What is being asked:
Read the lines below, and copy any that contain the string "TextStep".

Given information:
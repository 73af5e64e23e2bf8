//! Simulate command implementation.
//!
//! Runs several editing sessions against one in-process server over the
//! loopback transport, then checks that every session and the server log
//! agree on the document text.

use rand::rngs::StdRng;
use rand::{Rng, SeedableRng};
use serde::Serialize;
use std::path::Path;
use std::sync::Arc;
use std::time::Duration;
use stepsync_engine::{
    BackoffConfig, HttpTransport, LoopbackClient, SyncConfig, SyncEngine, SyncScheduler,
};
use stepsync_protocol::{DocId, SessionId, Step, StepTransform};
use stepsync_server::{ServerConfig, SyncServer};
use stepsync_store::{FileStepStore, MemoryStepStore, StepStore};
use stepsync_testkit::{PlainText, TextStep};
use tracing::{debug, info, warn};

type Engine = SyncEngine<PlainText, HttpTransport<LoopbackClient<Arc<SyncServer>>>>;

const BASE_URL: &str = "http://stepsync.local";
const SETTLE_ROUNDS: usize = 200;

/// Parameters of one simulation run.
#[derive(Debug, Clone)]
pub struct SimulateOptions {
    /// Number of concurrent sessions.
    pub sessions: usize,
    /// Total local edits across all sessions.
    pub edits: usize,
    /// Seed for the edit schedule.
    pub seed: u64,
    /// Use background schedulers instead of explicit cycles.
    pub background: bool,
    /// Document id.
    pub doc: String,
}

/// Simulation outcome.
#[derive(Debug, Serialize)]
#[serde(rename_all = "camelCase")]
pub struct SimulationReport {
    /// Seed used for the schedule.
    pub seed: u64,
    /// Number of sessions.
    pub sessions: usize,
    /// Edits made.
    pub edits: usize,
    /// Final server version.
    pub server_version: u64,
    /// Completed sync cycles, summed over sessions.
    pub cycles: u64,
    /// Push conflicts, summed over sessions.
    pub conflicts: u64,
    /// Own steps recovered from fetched tails.
    pub acknowledged: u64,
    /// Whether every session matches the server log.
    pub converged: bool,
    /// Final document text as replayed from the server log.
    pub document: String,
}

/// Runs the simulate command.
pub fn run(
    path: Option<&Path>,
    options: &SimulateOptions,
    format: &str,
) -> Result<(), Box<dyn std::error::Error>> {
    let store: Arc<dyn StepStore> = match path {
        Some(path) => Arc::new(FileStepStore::open(path)?),
        None => Arc::new(MemoryStepStore::new()),
    };

    let runtime = tokio::runtime::Builder::new_current_thread()
        .enable_all()
        .build()?;
    let report = runtime.block_on(simulate(store, options))?;

    match format {
        "json" => println!("{}", serde_json::to_string_pretty(&report)?),
        _ => print_text_output(&report),
    }

    if !report.converged {
        return Err(format!("sessions diverged (seed {})", report.seed).into());
    }
    Ok(())
}

/// Runs one simulation against `store`.
pub async fn simulate(
    store: Arc<dyn StepStore>,
    options: &SimulateOptions,
) -> Result<SimulationReport, Box<dyn std::error::Error>> {
    if options.sessions == 0 {
        return Err("at least one session is required".into());
    }
    let doc = DocId::new(options.doc.as_str())?;
    let server = Arc::new(SyncServer::with_store(ServerConfig::default(), store));
    let mut rng = StdRng::seed_from_u64(options.seed);

    let engines: Vec<Arc<Engine>> = (0..options.sessions)
        .map(|i| {
            let config = SyncConfig::new(doc.clone())
                .with_session_id(SessionId::new(format!("sim-{i}")))
                .with_sync_interval(Duration::from_millis(50))
                .with_debounce(Duration::from_millis(20))
                .with_backoff(BackoffConfig::none());
            let transport = HttpTransport::new(BASE_URL, LoopbackClient::new(Arc::clone(&server)));
            Arc::new(SyncEngine::new(config, PlainText, transport))
        })
        .collect();

    info!(
        %doc,
        seed = options.seed,
        sessions = options.sessions,
        edits = options.edits,
        background = options.background,
        "starting simulation"
    );

    let docs = if options.background {
        run_background(&engines, &server, &doc, options.edits, &mut rng).await?
    } else {
        run_stepped(&engines, &server, &doc, options.edits, &mut rng).await?
    };

    let log = server.get_steps(&doc, 0)?;
    let document = PlainText.apply_all(&String::new(), &log.steps)?;
    let converged = docs.iter().all(|d| *d == document);

    let mut report = SimulationReport {
        seed: options.seed,
        sessions: options.sessions,
        edits: options.edits,
        server_version: log.version,
        cycles: 0,
        conflicts: 0,
        acknowledged: 0,
        converged,
        document,
    };
    for engine in &engines {
        let stats = engine.stats();
        report.cycles += stats.cycles_completed;
        report.conflicts += stats.conflicts;
        report.acknowledged += stats.steps_acknowledged;
    }

    if converged {
        info!(version = report.server_version, conflicts = report.conflicts, "sessions converged");
    } else {
        warn!(seed = report.seed, "sessions diverged");
    }
    Ok(report)
}

/// Edits and explicit cycles in a random interleaving, then settles.
async fn run_stepped(
    engines: &[Arc<Engine>],
    server: &SyncServer,
    doc: &DocId,
    edits: usize,
    rng: &mut StdRng,
) -> Result<Vec<String>, Box<dyn std::error::Error>> {
    for _ in 0..edits {
        let editor = &engines[rng.gen_range(0..engines.len())];
        editor.local_edit(random_edit(&editor.document(), rng))?;

        if rng.gen_bool(0.3) {
            let syncer = &engines[rng.gen_range(0..engines.len())];
            let result = syncer.sync_cycle().await?;
            debug!(session = %syncer.session_id(), ?result, "cycle");
        }
    }

    // One round pushes everything, the next distributes it.
    for _ in 0..SETTLE_ROUNDS {
        if is_quiescent(engines, server, doc)? {
            break;
        }
        for engine in engines {
            engine.sync_cycle().await?;
        }
    }
    Ok(engines.iter().map(|e| e.document()).collect())
}

/// Edits through background schedulers and waits for them to settle.
async fn run_background(
    engines: &[Arc<Engine>],
    server: &SyncServer,
    doc: &DocId,
    edits: usize,
    rng: &mut StdRng,
) -> Result<Vec<String>, Box<dyn std::error::Error>> {
    let handles: Vec<_> = engines
        .iter()
        .map(|engine| SyncScheduler::spawn(Arc::clone(engine)))
        .collect();

    for _ in 0..edits {
        let handle = &handles[rng.gen_range(0..handles.len())];
        handle.edit(random_edit(&handle.engine().document(), rng))?;
        tokio::time::sleep(Duration::from_millis(rng.gen_range(0..10))).await;
    }

    let mut settled = false;
    for _ in 0..SETTLE_ROUNDS {
        tokio::time::sleep(Duration::from_millis(50)).await;
        if is_quiescent(engines, server, doc)? {
            settled = true;
            break;
        }
    }
    if !settled {
        warn!("schedulers did not settle");
    }

    // Closing a session discards its state, so read documents first.
    let docs = engines.iter().map(|e| e.document()).collect();
    for handle in handles {
        handle.shutdown().await;
    }
    Ok(docs)
}

/// Every session has pushed everything and seen the whole log.
fn is_quiescent(
    engines: &[Arc<Engine>],
    server: &SyncServer,
    doc: &DocId,
) -> Result<bool, Box<dyn std::error::Error>> {
    let version = server.document_version(doc)?;
    Ok(engines
        .iter()
        .all(|e| e.unconfirmed_len() == 0 && e.confirmed_version() == version))
}

fn random_edit(text: &str, rng: &mut StdRng) -> Step {
    let len = text.chars().count();
    if len == 0 || rng.gen_bool(0.7) {
        let word: String = (0..rng.gen_range(1..=4))
            .map(|_| char::from(rng.gen_range(b'a'..=b'z')))
            .collect();
        TextStep::Insert {
            pos: rng.gen_range(0..=len),
            text: word,
        }
        .to_step()
    } else {
        let pos = rng.gen_range(0..len);
        TextStep::Delete {
            pos,
            len: rng.gen_range(1..=(len - pos).min(3)),
        }
        .to_step()
    }
}

fn print_text_output(report: &SimulationReport) {
    println!("Simulation (seed {})", report.seed);
    println!("  Sessions:       {}", report.sessions);
    println!("  Edits:          {}", report.edits);
    println!("  Server version: {}", report.server_version);
    println!("  Sync cycles:    {}", report.cycles);
    println!("  Conflicts:      {}", report.conflicts);
    println!("  Acknowledged:   {}", report.acknowledged);
    println!(
        "  Converged:      {}",
        if report.converged { "yes" } else { "NO" }
    );
    println!();
    println!("{}", report.document);
}

#[cfg(test)]
mod tests {
    use super::*;

    fn options(seed: u64, background: bool) -> SimulateOptions {
        SimulateOptions {
            sessions: 3,
            edits: 40,
            seed,
            background,
            doc: "sim".to_string(),
        }
    }

    #[tokio::test]
    async fn stepped_simulation_converges() {
        for seed in 0..8 {
            let store = Arc::new(MemoryStepStore::new());
            let report = simulate(store, &options(seed, false)).await.unwrap();
            assert!(report.converged, "seed {seed}");
            assert_eq!(report.server_version, 40);
        }
    }

    #[tokio::test]
    async fn background_simulation_converges() {
        let store = Arc::new(MemoryStepStore::new());
        let report = simulate(store, &options(7, true)).await.unwrap();
        assert!(report.converged);
        assert_eq!(report.server_version, 40);
    }

    #[tokio::test]
    async fn zero_sessions_is_rejected() {
        let mut opts = options(1, false);
        opts.sessions = 0;
        assert!(simulate(Arc::new(MemoryStepStore::new()), &opts).await.is_err());
    }

    #[test]
    fn random_edits_stay_in_bounds() {
        let mut rng = StdRng::seed_from_u64(3);
        let mut text = String::new();
        for _ in 0..200 {
            let step = random_edit(&text, &mut rng);
            let before = text.chars().count();
            match TextStep::from_step(&step).unwrap() {
                TextStep::Insert { pos, .. } => assert!(pos <= before),
                TextStep::Delete { pos, len } => assert!(pos + len <= before && len > 0),
            }
            text = PlainText.apply(&text, &step).unwrap();
        }
    }
}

Answer to the exercise:
use stepsync_testkit::{PlainText, TextStep};
        TextStep::Insert {
        TextStep::Delete {
            match TextStep::from_step(&step).unwrap() {
                TextStep::Insert { pos, .. } => assert!(pos <= before),
                TextStep::Delete { pos, len } => assert!(pos + len <= before && len > 0),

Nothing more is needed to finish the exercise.